How about adding a new parameter, table, for templates that would accompany an unreferenced table? "This table doesn't cite any...". --Piotr Konieczny aka Prokonsul Piotrus| talk 13:36, 20 March 2009 (UTC)

{{unreferenced|table}} works already. Chris Cunningham (not at work) - talk 00:41, 21 March 2009 (UTC)

Edit requested

{{editprotected}}

Could someone add ({{Findsources}}) before the closing </small>. Kevin (talk) 01:05, 6 April 2009 (UTC)

I'd like to see some opinions on that first. We don't want to litter our articles with google links. I can accept that on {{BLP unsourced}}, but I'm not sure if we want that on all unsourced articles. --Amalthea 18:31, 6 April 2009 (UTC)
Would seem a sensible solution. I'm unclear if any downside outweighs the added nudge for editors to find and add sourcing. -- Banjeboi 22:25, 30 May 2009 (UTC)

What about maps?

As discussed at Template_talk:Fact/Archive_5#Version_for_maps.3F, we could use an unreferenced template which would say "this map is unreferenced". Also, we could use an inline version of {{fact}} to tag map captions in the articles to note that a map is unreferenced.--Piotr Konieczny aka Prokonsul Piotrus| talk 17:07, 12 April 2009 (UTC)
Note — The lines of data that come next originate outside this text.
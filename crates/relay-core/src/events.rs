//! Event types for the bridge.
//!
//! Two event families:
//!
//! - **[`AgentMessage`]**: Raw messages read off one agent connection —
//!   partial text/thinking deltas, completed blocks, sub-task notices, and
//!   the terminal result. The vocabulary overlaps (the same text can arrive
//!   as deltas and again as the completed block covering them), which is why
//!   these are classified rather than forwarded.
//! - **[`RelayEvent`]**: Classified outward events, one per transport frame,
//!   strictly ordered per request with a guaranteed terminal `done`.
//!
//! `AgentMessage` is ephemeral — consumed once by the classifier and
//! discarded. `RelayEvent` is what callers actually see.

use serde::{Deserialize, Serialize};
use serde_json::{Map, Value};

/// Name of the tool invocation that delegates work to a sub-agent.
pub const DELEGATION_TOOL: &str = "Task";

// ─────────────────────────────────────────────────────────────────────────────
// AgentMessage — raw connection stream
// ─────────────────────────────────────────────────────────────────────────────

/// Which generation channel a partial delta belongs to.
#[derive(Clone, Copy, Debug, PartialEq, Eq, Serialize, Deserialize)]
#[serde(rename_all = "snake_case")]
pub enum DeltaChannel {
    /// Visible reply text.
    Text,
    /// Reasoning text.
    Thinking,
}

/// Content of a completed block.
#[derive(Clone, Debug, PartialEq, Serialize, Deserialize)]
#[serde(tag = "kind", rename_all = "snake_case")]
pub enum BlockContent {
    /// A finalized unit of reply text.
    Text {
        /// Full text of the block, covering any prior deltas.
        text: String,
    },
    /// A tool invocation constructed by the agent.
    ToolInvocation {
        /// Tool name. [`DELEGATION_TOOL`] marks sub-agent delegation.
        name: String,
        /// Invocation parameters.
        #[serde(default)]
        params: Map<String, Value>,
    },
}

/// Sub-task lifecycle phase.
#[derive(Clone, Copy, Debug, PartialEq, Eq, Serialize, Deserialize)]
#[serde(rename_all = "snake_case")]
pub enum SubTaskPhase {
    /// The delegated unit started.
    Started,
    /// The delegated unit finished.
    Stopped,
}

/// A raw message from the agent connection.
///
/// Messages originating inside a delegated sub-task carry a `parent_task`
/// tag; their content never surfaces to the caller directly.
#[derive(Clone, Debug, PartialEq, Serialize, Deserialize)]
#[serde(tag = "type", rename_all = "snake_case")]
pub enum AgentMessage {
    /// Incremental fragment of generated text or reasoning.
    PartialDelta {
        /// Which channel the fragment belongs to.
        channel: DeltaChannel,
        /// The fragment.
        text: String,
        /// Set when the fragment originates inside a delegated sub-task.
        #[serde(default, skip_serializing_if = "Option::is_none")]
        parent_task: Option<String>,
    },
    /// A finalized block (text or tool invocation).
    CompletedBlock {
        /// Block content.
        block: BlockContent,
        /// Set when the block originates inside a delegated sub-task.
        #[serde(default, skip_serializing_if = "Option::is_none")]
        parent_task: Option<String>,
    },
    /// A delegated sub-task started or stopped.
    SubTask {
        /// Lifecycle phase.
        phase: SubTaskPhase,
        /// Name of the delegated agent.
        agent: String,
        /// Human-readable task description.
        task: String,
        /// Tag identifying this sub-task in later tagged messages.
        task_id: String,
    },
    /// Terminal result closing out one request's stream.
    #[serde(rename = "result")]
    Terminal {
        /// Usage counters for the request.
        usage: TokenUsage,
    },
}

impl AgentMessage {
    /// The sub-task tag carried by this message, if any.
    #[must_use]
    pub fn parent_task(&self) -> Option<&str> {
        match self {
            Self::PartialDelta { parent_task, .. } | Self::CompletedBlock { parent_task, .. } => {
                parent_task.as_deref()
            }
            Self::SubTask { .. } | Self::Terminal { .. } => None,
        }
    }
}

/// Token usage counters.
#[derive(Clone, Copy, Debug, Default, PartialEq, Eq, Serialize, Deserialize)]
pub struct TokenUsage {
    /// Input tokens consumed.
    pub input: u64,
    /// Output tokens produced.
    pub output: u64,
}

impl TokenUsage {
    /// Accumulate another usage record, saturating on overflow.
    pub fn add(&mut self, other: TokenUsage) {
        self.input = self.input.saturating_add(other.input);
        self.output = self.output.saturating_add(other.output);
    }
}

// ─────────────────────────────────────────────────────────────────────────────
// RelayEvent — classified outward stream
// ─────────────────────────────────────────────────────────────────────────────

/// Status of a delegated sub-agent in an `agent_activity` event.
#[derive(Clone, Copy, Debug, PartialEq, Eq, Serialize, Deserialize)]
#[serde(rename_all = "snake_case")]
pub enum AgentStatus {
    /// The delegated unit is in flight.
    Running,
    /// The delegated unit finished.
    Completed,
}

/// An outward event pushed to a caller, one per transport frame.
///
/// Events for one request are strictly ordered; [`RelayEvent::Done`] is
/// always last and occurs exactly once.
#[derive(Clone, Debug, PartialEq, Serialize, Deserialize)]
#[serde(tag = "type", rename_all = "snake_case")]
pub enum RelayEvent {
    /// Reasoning fragment.
    Thinking {
        /// The fragment.
        text: String,
    },
    /// Reply text fragment; concatenation of fragments is the full reply.
    Text {
        /// The fragment.
        text: String,
    },
    /// A delegated sub-task started or completed.
    AgentActivity {
        /// Delegated agent name.
        agent: String,
        /// Running or completed.
        status: AgentStatus,
        /// Task description.
        task: String,
    },
    /// A non-delegation tool invocation.
    ToolCall {
        /// Tool name.
        tool: String,
        /// Invocation parameters.
        #[serde(default)]
        params: Map<String, Value>,
    },
    /// A user-visible failure; zero or more, always before `done`.
    Error {
        /// Human-readable message.
        message: String,
        /// Whether the session remains usable.
        recoverable: bool,
    },
    /// Terminal event; exactly one per request, always last.
    Done {
        /// Usage counters for the request.
        tokens_used: TokenUsage,
        /// Delegated agent names observed during the request.
        agents_used: Vec<String>,
    },
}

impl RelayEvent {
    /// The wire-level type string for this event.
    #[must_use]
    pub fn kind(&self) -> &'static str {
        match self {
            Self::Thinking { .. } => "thinking",
            Self::Text { .. } => "text",
            Self::AgentActivity { .. } => "agent_activity",
            Self::ToolCall { .. } => "tool_call",
            Self::Error { .. } => "error",
            Self::Done { .. } => "done",
        }
    }

    /// Whether this event closes out a request's sequence.
    #[must_use]
    pub fn is_terminal(&self) -> bool {
        matches!(self, Self::Done { .. })
    }

    /// Whether this event is an incremental fragment eligible for coalescing.
    #[must_use]
    pub fn is_delta(&self) -> bool {
        matches!(self, Self::Text { .. } | Self::Thinking { .. })
    }

    /// Merge a same-channel delta into this one under backpressure.
    ///
    /// Returns false (leaving both untouched) when the kinds differ —
    /// coalescing never reorders events across channels.
    pub fn coalesce(&mut self, other: &RelayEvent) -> bool {
        match (self, other) {
            (Self::Text { text }, Self::Text { text: more })
            | (Self::Thinking { text }, Self::Thinking { text: more }) => {
                text.push_str(more);
                true
            }
            _ => false,
        }
    }
}

// ─────────────────────────────────────────────────────────────────────────────
// Tests
// ─────────────────────────────────────────────────────────────────────────────
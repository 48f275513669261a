//! # relay-runtime
//!
//! Session-affine execution runtime: the bridge between callers issuing
//! prompts and agents that must be driven over long-lived, single-owner
//! connections.
//!
//! ## Architecture
//!
//! ```text
//!  caller ──▶ SessionRegistry ──▶ SessionWorker (one task, owns the
//!                 │                  AgentConnection for its lifetime)
//!                 │                      │
//!                 │                  Classifier (dedup, sub-task filter)
//!                 │                      │
//!                 ▼                      ▼
//!          LifecycleManager        reply channel ──▶ EventSink
//! ```
//!
//! - [`registry::SessionRegistry`] maps session ids to live workers and
//!   guarantees at most one worker per session.
//! - [`worker::SessionWorker`] runs one task that owns one
//!   [`connection::AgentConnection`]; requests queue FIFO.
//! - [`classifier::Classifier`] turns the redundant raw stream into the
//!   outward event sequence with a guaranteed terminal `done`.
//! - [`lifecycle::LifecycleManager`] evicts broken workers and sweeps idle
//!   sessions in the background.
//! - [`sink::EventSink`] frames outward events as JSON lines.
//! - [`knowledge::KnowledgeStore`] is the shared read/append store agents
//!   use across sessions.

#![deny(unsafe_code)]

pub mod classifier;
pub mod connection;
pub mod knowledge;
pub mod lifecycle;
pub mod registry;
pub mod sink;
pub mod worker;

#[cfg(test)]
pub(crate) mod testing;

pub use classifier::Classifier;
pub use connection::{AgentConnection, AgentConnector, ConnectOptions, MessageStream};
pub use knowledge::{FileKnowledgeStore, KnowledgeStore};
pub use lifecycle::LifecycleManager;
pub use registry::SessionRegistry;
pub use sink::{EventSink, forward_events};
pub use worker::{SessionWorker, WorkerOptions, WorkerRequest};
//! End-to-end flows through the public runtime surface: registry in,
//! JSON-line frames out.

use std::collections::VecDeque;
use std::sync::Arc;
use std::sync::atomic::{AtomicUsize, Ordering};
use std::time::Duration;

use async_trait::async_trait;
use parking_lot::Mutex;
use relay_core::{
    AgentMessage, BlockContent, DeltaChannel, RelayError, SubTaskPhase, TokenUsage,
};
use relay_runtime::{
    AgentConnection, AgentConnector, ConnectOptions, EventSink, LifecycleManager, MessageStream,
    SessionRegistry, forward_events,
};
use relay_settings::RelaySettings;

// ─────────────────────────────────────────────────────────────────────────────
// Replay connector
// ─────────────────────────────────────────────────────────────────────────────

type ScriptItems = Vec<Result<AgentMessage, RelayError>>;

struct ReplayConnector {
    scripts: Arc<Mutex<VecDeque<ScriptItems>>>,
    connects: Arc<AtomicUsize>,
    /// Delay between replayed messages; zero replays them back-to-back.
    pacing: Duration,
}

impl ReplayConnector {
    fn new(scripts: Vec<ScriptItems>) -> Self {
        Self {
            scripts: Arc::new(Mutex::new(scripts.into())),
            connects: Arc::new(AtomicUsize::new(0)),
            pacing: Duration::ZERO,
        }
    }

    fn paced(mut self, pacing: Duration) -> Self {
        self.pacing = pacing;
        self
    }

    fn connect_counter(&self) -> Arc<AtomicUsize> {
        Arc::clone(&self.connects)
    }
}

#[async_trait]
impl AgentConnector for ReplayConnector {
    async fn connect(
        &self,
        _session_id: &str,
        _options: &ConnectOptions,
    ) -> Result<Box<dyn AgentConnection>, RelayError> {
        let _ = self.connects.fetch_add(1, Ordering::SeqCst);
        Ok(Box::new(ReplayConnection {
            scripts: Arc::clone(&self.scripts),
            pacing: self.pacing,
        }))
    }
}

struct ReplayConnection {
    scripts: Arc<Mutex<VecDeque<ScriptItems>>>,
    pacing: Duration,
}

#[async_trait]
impl AgentConnection for ReplayConnection {
    async fn send(&mut self, _prompt: &str) -> Result<MessageStream, RelayError> {
        let items = self.scripts.lock().pop_front().unwrap_or_default();
        let pacing = self.pacing;
        Ok(Box::pin(async_stream::stream! {
            for item in items {
                if pacing > Duration::ZERO {
                    tokio::time::sleep(pacing).await;
                }
                yield item;
            }
        }))
    }

    async fn interrupt(&mut self) -> Result<(), RelayError> {
        Ok(())
    }

    async fn disconnect(&mut self) -> Result<(), RelayError> {
        Ok(())
    }
}

// ─────────────────────────────────────────────────────────────────────────────
// Helpers
// ─────────────────────────────────────────────────────────────────────────────

fn delta(text: &str) -> Result<AgentMessage, RelayError> {
    Ok(AgentMessage::PartialDelta {
        channel: DeltaChannel::Text,
        text: text.into(),
        parent_task: None,
    })
}

fn text_block(text: &str) -> Result<AgentMessage, RelayError> {
    Ok(AgentMessage::CompletedBlock {
        block: BlockContent::Text { text: text.into() },
        parent_task: None,
    })
}

fn terminal(input: u64, output: u64) -> Result<AgentMessage, RelayError> {
    Ok(AgentMessage::Terminal {
        usage: TokenUsage { input, output },
    })
}

fn test_settings() -> RelaySettings {
    let mut settings = RelaySettings::default();
    settings.worker.request_timeout_ms = 2_000;
    settings.worker.shutdown_timeout_ms = 500;
    settings
}

async fn frames_for(
    registry: &SessionRegistry,
    session_id: &str,
    prompt: &str,
) -> Vec<serde_json::Value> {
    let events = registry.dispatch(session_id, prompt).await.unwrap();
    let mut sink = EventSink::new(Vec::new());
    let _ = forward_events(events, &mut sink).await.unwrap();
    String::from_utf8(sink.into_inner())
        .unwrap()
        .lines()
        .map(|line| serde_json::from_str(line).unwrap())
        .collect()
}

// ─────────────────────────────────────────────────────────────────────────────
// Flows
// ─────────────────────────────────────────────────────────────────────────────

#[tokio::test]
async fn prompt_to_framed_reply() {
    let connector = ReplayConnector::new(vec![vec![
        delta("Item A, "),
        delta("Item B"),
        text_block("Item A, Item B"),
        terminal(10, 5),
    ]]);
    let (registry, _broken) = SessionRegistry::new(Arc::new(connector), &test_settings());

    let frames = frames_for(&registry, "sess-1", "List open items").await;

    // Deltas streamed, the covering block was suppressed, done closed it out.
    let text: String = frames
        .iter()
        .filter(|f| f["type"] == "text")
        .map(|f| f["text"].as_str().unwrap().to_owned())
        .collect();
    assert_eq!(text, "Item A, Item B");

    let done = frames.last().unwrap();
    assert_eq!(done["type"], "done");
    assert_eq!(done["tokens_used"]["input"], 10);
    assert_eq!(done["tokens_used"]["output"], 5);
    assert_eq!(done["agents_used"], serde_json::json!([]));

    registry.shutdown_all().await;
}

#[tokio::test]
async fn delegation_surfaces_as_agent_activity() {
    let mut params = serde_json::Map::new();
    let _ = params.insert("subagent_type".into(), "research".into());
    let _ = params.insert("description".into(), "find feedback".into());
    let connector = ReplayConnector::new(vec![vec![
        Ok(AgentMessage::CompletedBlock {
            block: BlockContent::ToolInvocation {
                name: "Task".into(),
                params,
            },
            parent_task: None,
        }),
        // Output produced inside the sub-task stays internal.
        Ok(AgentMessage::PartialDelta {
            channel: DeltaChannel::Text,
            text: "internal notes".into(),
            parent_task: Some("task-1".into()),
        }),
        Ok(AgentMessage::SubTask {
            phase: SubTaskPhase::Stopped,
            agent: "research".into(),
            task: "find feedback".into(),
            task_id: "task-1".into(),
        }),
        text_block("Feedback summarized."),
        terminal(20, 8),
    ]]);
    let (registry, _broken) = SessionRegistry::new(Arc::new(connector), &test_settings());

    let frames = frames_for(&registry, "sess-1", "Summarize feedback").await;

    let kinds: Vec<&str> = frames.iter().map(|f| f["type"].as_str().unwrap()).collect();
    assert_eq!(kinds, ["agent_activity", "agent_activity", "text", "done"]);
    assert_eq!(frames[0]["status"], "running");
    assert_eq!(frames[1]["status"], "completed");
    assert!(frames.iter().all(|f| f["type"] != "text" || f["text"] != "internal notes"));
    assert_eq!(frames[3]["agents_used"], serde_json::json!(["research"]));

    registry.shutdown_all().await;
}

#[tokio::test]
async fn session_affinity_across_paced_requests() {
    let connector = ReplayConnector::new(vec![
        vec![text_block("first"), terminal(1, 1)],
        vec![text_block("second"), terminal(1, 1)],
    ])
    .paced(Duration::from_millis(5));
    let connects = connector.connect_counter();
    let (registry, _broken) = SessionRegistry::new(Arc::new(connector), &test_settings());

    let frames = frames_for(&registry, "sess-1", "one").await;
    assert_eq!(frames[0]["text"], "first");
    let frames = frames_for(&registry, "sess-1", "two").await;
    assert_eq!(frames[0]["text"], "second");

    // Both requests rode the same connection.
    assert_eq!(connects.load(Ordering::SeqCst), 1);
    registry.shutdown_all().await;
}

#[tokio::test]
async fn queued_requests_complete_in_submission_order() {
    let connector = ReplayConnector::new(vec![
        vec![text_block("first"), terminal(1, 1)],
        vec![text_block("second"), terminal(1, 1)],
    ]);
    let (registry, _broken) = SessionRegistry::new(Arc::new(connector), &test_settings());

    // Submit both before reading either; the worker serves them FIFO.
    let rx_a = registry.dispatch("sess-1", "one").await.unwrap();
    let rx_b = registry.dispatch("sess-1", "two").await.unwrap();

    let mut sink_a = EventSink::new(Vec::new());
    let mut sink_b = EventSink::new(Vec::new());
    let _ = forward_events(rx_a, &mut sink_a).await.unwrap();
    let _ = forward_events(rx_b, &mut sink_b).await.unwrap();

    assert!(String::from_utf8(sink_a.into_inner()).unwrap().contains("first"));
    assert!(String::from_utf8(sink_b.into_inner()).unwrap().contains("second"));
    registry.shutdown_all().await;
}

#[tokio::test]
async fn broken_session_recovers_with_fresh_worker() {
    let connector = ReplayConnector::new(vec![
        vec![Err(RelayError::Connection("transport died".into()))],
        vec![text_block("recovered"), terminal(1, 1)],
    ]);
    let connects = connector.connect_counter();
    let (registry, broken_rx) = SessionRegistry::new(Arc::new(connector), &test_settings());
    let manager = LifecycleManager::spawn(Arc::clone(&registry), broken_rx);

    let worker = registry.get_or_create("sess-1").await.unwrap();
    let frames = frames_for(&registry, "sess-1", "boom").await;
    assert_eq!(frames[0]["type"], "error");
    assert_eq!(frames[0]["recoverable"], false);
    assert_eq!(frames.last().unwrap()["type"], "done");
    let _ = worker
        .state_stream()
        .wait_for(|s| s.is_terminal())
        .await
        .unwrap();

    // The next request on the same session id transparently gets a new
    // worker and connection.
    let frames = frames_for(&registry, "sess-1", "again").await;
    assert_eq!(frames[0]["text"], "recovered");
    assert_eq!(connects.load(Ordering::SeqCst), 2);

    manager.shutdown(&registry).await;
}
//! Scripted connector shared by the runtime's unit tests.

use std::collections::VecDeque;
use std::sync::Arc;
use std::sync::atomic::{AtomicUsize, Ordering};

use async_trait::async_trait;
use parking_lot::Mutex;
use relay_core::{
    AgentMessage, BlockContent, DeltaChannel, RelayError, RelayEvent, TokenUsage,
};
use tokio::sync::mpsc;

use crate::connection::{AgentConnection, AgentConnector, ConnectOptions, MessageStream};

/// What one `send` call on a scripted connection produces.
pub enum Script {
    /// A finite stream of messages.
    Messages(Vec<Result<AgentMessage, RelayError>>),
    /// A stream that never yields.
    Hang,
    /// `send` itself fails.
    SendError(RelayError),
}

/// Connector whose connections replay scripts in order, one per `send`.
pub struct ScriptedConnector {
    scripts: Arc<Mutex<VecDeque<Script>>>,
    connects: Arc<AtomicUsize>,
    fail_connect: bool,
    hang_interrupt: bool,
    log: Arc<Mutex<Vec<String>>>,
}

impl ScriptedConnector {
    pub fn new(scripts: Vec<Script>) -> Self {
        Self {
            scripts: Arc::new(Mutex::new(scripts.into())),
            connects: Arc::new(AtomicUsize::new(0)),
            fail_connect: false,
            hang_interrupt: false,
            log: Arc::new(Mutex::new(Vec::new())),
        }
    }

    /// Every connect attempt fails with a connection error.
    pub fn failing_connect(mut self) -> Self {
        self.fail_connect = true;
        self
    }

    /// `interrupt` never acknowledges.
    pub fn hanging_interrupt(mut self) -> Self {
        self.hang_interrupt = true;
        self
    }

    /// Shared call log; hold a clone before handing the connector off.
    pub fn log(&self) -> Arc<Mutex<Vec<String>>> {
        Arc::clone(&self.log)
    }

    /// Shared connect counter; hold a clone before handing the connector off.
    pub fn connect_counter(&self) -> Arc<AtomicUsize> {
        Arc::clone(&self.connects)
    }
}

#[async_trait]
impl AgentConnector for ScriptedConnector {
    async fn connect(
        &self,
        session_id: &str,
        _options: &ConnectOptions,
    ) -> Result<Box<dyn AgentConnection>, RelayError> {
        let _ = self.connects.fetch_add(1, Ordering::SeqCst);
        if self.fail_connect {
            return Err(RelayError::Connection(format!(
                "refused connection for {session_id}"
            )));
        }
        self.log.lock().push(format!("connect:{session_id}"));
        Ok(Box::new(ScriptedConnection {
            scripts: Arc::clone(&self.scripts),
            hang_interrupt: self.hang_interrupt,
            log: Arc::clone(&self.log),
        }))
    }
}

struct ScriptedConnection {
    scripts: Arc<Mutex<VecDeque<Script>>>,
    hang_interrupt: bool,
    log: Arc<Mutex<Vec<String>>>,
}

#[async_trait]
impl AgentConnection for ScriptedConnection {
    async fn send(&mut self, prompt: &str) -> Result<MessageStream, RelayError> {
        self.log.lock().push(format!("send:{prompt}"));
        let script = self
            .scripts
            .lock()
            .pop_front()
            .unwrap_or(Script::Messages(vec![]));
        match script {
            Script::SendError(err) => Err(err),
            Script::Messages(items) => Ok(Box::pin(futures::stream::iter(items))),
            Script::Hang => Ok(Box::pin(futures::stream::pending::<
                Result<AgentMessage, RelayError>,
            >())),
        }
    }

    async fn interrupt(&mut self) -> Result<(), RelayError> {
        self.log.lock().push("interrupt".into());
        if self.hang_interrupt {
            futures::future::pending::<()>().await;
        }
        Ok(())
    }

    async fn disconnect(&mut self) -> Result<(), RelayError> {
        self.log.lock().push("disconnect".into());
        Ok(())
    }
}

/// Drain a reply channel up to and including the terminal event.
pub async fn collect_events(mut rx: mpsc::Receiver<RelayEvent>) -> Vec<RelayEvent> {
    let mut events = Vec::new();
    while let Some(event) = rx.recv().await {
        let terminal = event.is_terminal();
        events.push(event);
        if terminal {
            break;
        }
    }
    events
}

pub fn delta(channel: DeltaChannel, text: &str) -> AgentMessage {
    AgentMessage::PartialDelta {
        channel,
        text: text.into(),
        parent_task: None,
    }
}

pub fn text_block(text: &str) -> AgentMessage {
    AgentMessage::CompletedBlock {
        block: BlockContent::Text { text: text.into() },
        parent_task: None,
    }
}

pub fn terminal(input: u64, output: u64) -> AgentMessage {
    AgentMessage::Terminal {
        usage: TokenUsage { input, output },
    }
}
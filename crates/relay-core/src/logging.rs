//! Tracing subscriber setup.

use tracing_subscriber::EnvFilter;

/// Environment variable controlling the log filter.
pub const LOG_ENV: &str = "RELAY_LOG";

/// Filter applied when `RELAY_LOG` is unset or unparseable.
const DEFAULT_FILTER: &str = "info";

/// Initialize the global tracing subscriber.
///
/// The filter comes from `RELAY_LOG` (same syntax as `RUST_LOG`), defaulting
/// to `info`; an unparseable value falls back to `info` with a warning.
/// Calling this more than once is harmless; later calls are no-ops.
pub fn init() {
    let raw = std::env::var(LOG_ENV).ok();
    let (filter, invalid) = parse_filter(raw.as_deref());
    let _ = tracing_subscriber::fmt()
        .with_env_filter(filter)
        .with_target(true)
        .try_init();
    if let Some(err) = invalid {
        tracing::warn!(error = %err, "invalid RELAY_LOG filter, using info");
    }
}

/// Parse a filter string, falling back to the default.
///
/// Returns the parse error alongside the fallback so the caller can report
/// it once a subscriber is installed.
fn parse_filter(raw: Option<&str>) -> (EnvFilter, Option<String>) {
    match raw {
        Some(raw) => match EnvFilter::try_new(raw) {
            Ok(filter) => (filter, None),
            Err(err) => (EnvFilter::new(DEFAULT_FILTER), Some(err.to_string())),
        },
        None => (EnvFilter::new(DEFAULT_FILTER), None),
    }
}
//! Session identity and worker lifecycle states.

use chrono::{DateTime, Utc};
use serde::{Deserialize, Serialize};

/// One logical conversation, bound to at most one live worker at a time.
///
/// Created on the first request for a new id; the identity is immutable.
/// Destroyed by explicit removal or idle eviction.
#[derive(Clone, Debug, PartialEq, Eq, Serialize, Deserialize)]
#[serde(rename_all = "camelCase")]
pub struct Session {
    /// Stable session identifier.
    pub id: String,
    /// Creation time.
    pub created_at: DateTime<Utc>,
    /// Last time a request was dispatched for this session.
    pub last_active_at: DateTime<Utc>,
}

impl Session {
    /// Create a session record stamped with the current time.
    #[must_use]
    pub fn new(id: impl Into<String>) -> Self {
        let now = Utc::now();
        Self {
            id: id.into(),
            created_at: now,
            last_active_at: now,
        }
    }

    /// Refresh the activity timestamp.
    pub fn touch(&mut self) {
        self.last_active_at = Utc::now();
    }
}

/// Lifecycle state of a session worker.
///
/// `Broken` and `Stopped` are absorbing: once entered, the worker is done
/// and a later request for the same session gets a brand-new worker.
#[derive(Clone, Copy, Debug, PartialEq, Eq, Serialize, Deserialize)]
#[serde(rename_all = "snake_case")]
pub enum WorkerState {
    /// Establishing the connection; not yet published.
    Starting,
    /// Idle, waiting on the inbound queue.
    Ready,
    /// Serving one request.
    Busy,
    /// Connection-level fault; evicted from the registry.
    Broken,
    /// Shut down deliberately; drains no further input.
    Stopped,
}

impl WorkerState {
    /// Whether no further transitions can leave this state.
    #[must_use]
    pub fn is_terminal(self) -> bool {
        matches!(self, Self::Broken | Self::Stopped)
    }

    /// Whether the state machine permits moving to `next`.
    #[must_use]
    pub fn can_transition_to(self, next: WorkerState) -> bool {
        match self {
            Self::Starting => matches!(next, Self::Ready | Self::Broken),
            Self::Ready => matches!(next, Self::Busy | Self::Stopped),
            Self::Busy => matches!(next, Self::Ready | Self::Broken | Self::Stopped),
            Self::Broken | Self::Stopped => false,
        }
    }
}
//! # relay-core
//!
//! Foundation types for the relay bridge — the shared vocabulary the
//! runtime crates depend on:
//!
//! - **Events**: [`events::AgentMessage`] for the raw multiplexed stream read
//!   off an agent connection, [`events::RelayEvent`] for the classified
//!   outward stream pushed to callers
//! - **Errors**: [`errors::RelayError`] taxonomy via `thiserror`
//! - **Sessions**: [`session::Session`] identity and [`session::WorkerState`]
//!   worker lifecycle states
//! - **Logging**: [`logging::init`] tracing subscriber setup
//!
//! ## Crate Position
//!
//! Foundation crate. Depended on by relay-settings and relay-runtime.

#![deny(unsafe_code)]

pub mod errors;
pub mod events;
pub mod logging;
pub mod session;

pub use errors::RelayError;
pub use events::{
    AgentMessage, AgentStatus, BlockContent, DELEGATION_TOOL, DeltaChannel, RelayEvent,
    SubTaskPhase, TokenUsage,
};
pub use session::{Session, WorkerState};
//! Session workers: one task, one connection, one session.
//!
//! A [`SessionWorker`] is the affinity unit of the bridge. Its spawned task
//! owns the agent connection for the connection's entire life; nothing else
//! ever touches it. Requests cross into the task over a bounded inbound
//! queue and events come back on a per-request reply channel, so callers on
//! any task get strict FIFO service without sharing the connection.
//!
//! The task runs a small state machine ([`relay_core::WorkerState`]):
//! connect (`Starting`), then alternate `Ready`/`Busy` per request, ending in
//! `Stopped` on orderly shutdown or `Broken` on a connection-level fault. A
//! terminal worker drains its queue, failing each pending request with an
//! error plus the guaranteed `done`, and `Broken` workers announce
//! themselves for eviction.

use std::sync::Arc;
use std::time::Duration;

use futures::StreamExt;
use parking_lot::Mutex;
use relay_core::{RelayError, RelayEvent, TokenUsage, WorkerState};
use relay_settings::RelaySettings;
use tokio::sync::{mpsc, oneshot, watch};
use tokio::task::JoinHandle;
use tokio::time::Instant;
use tokio_util::sync::CancellationToken;

use crate::connection::{AgentConnection, AgentConnector, ConnectOptions, MessageStream};

// ─────────────────────────────────────────────────────────────────────────────
// Options and request types
// ─────────────────────────────────────────────────────────────────────────────

/// Tuning knobs for one session worker.
#[derive(Clone, Debug)]
pub struct WorkerOptions {
    /// Per-request inactivity window; no message within it times the
    /// request out.
    pub request_timeout: Duration,
    /// Grace window for the agent to acknowledge an interrupt after a
    /// timeout before the worker is declared broken.
    pub cancel_grace: Duration,
    /// Bound on orderly shutdown before the task is cancelled outright.
    pub shutdown_timeout: Duration,
    /// Capacity of each request's reply channel.
    pub reply_capacity: usize,
    /// Capacity of the inbound request queue.
    pub inbound_capacity: usize,
    /// Parameters applied when opening the connection.
    pub connect: ConnectOptions,
}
{{unreferenced|map}} should work, no? Chris Cunningham (not at work) - talk 22:10, 13 April 2009 (UTC)
Thanks! Although I'll note we still don't have inline version for captions - consider how many people actually bother clicking on a map picture to go to map page and will therefore not see the large template... --Piotr Konieczny aka Prokonsul Piotrus| talk 22:43, 27 April 2009 (UTC)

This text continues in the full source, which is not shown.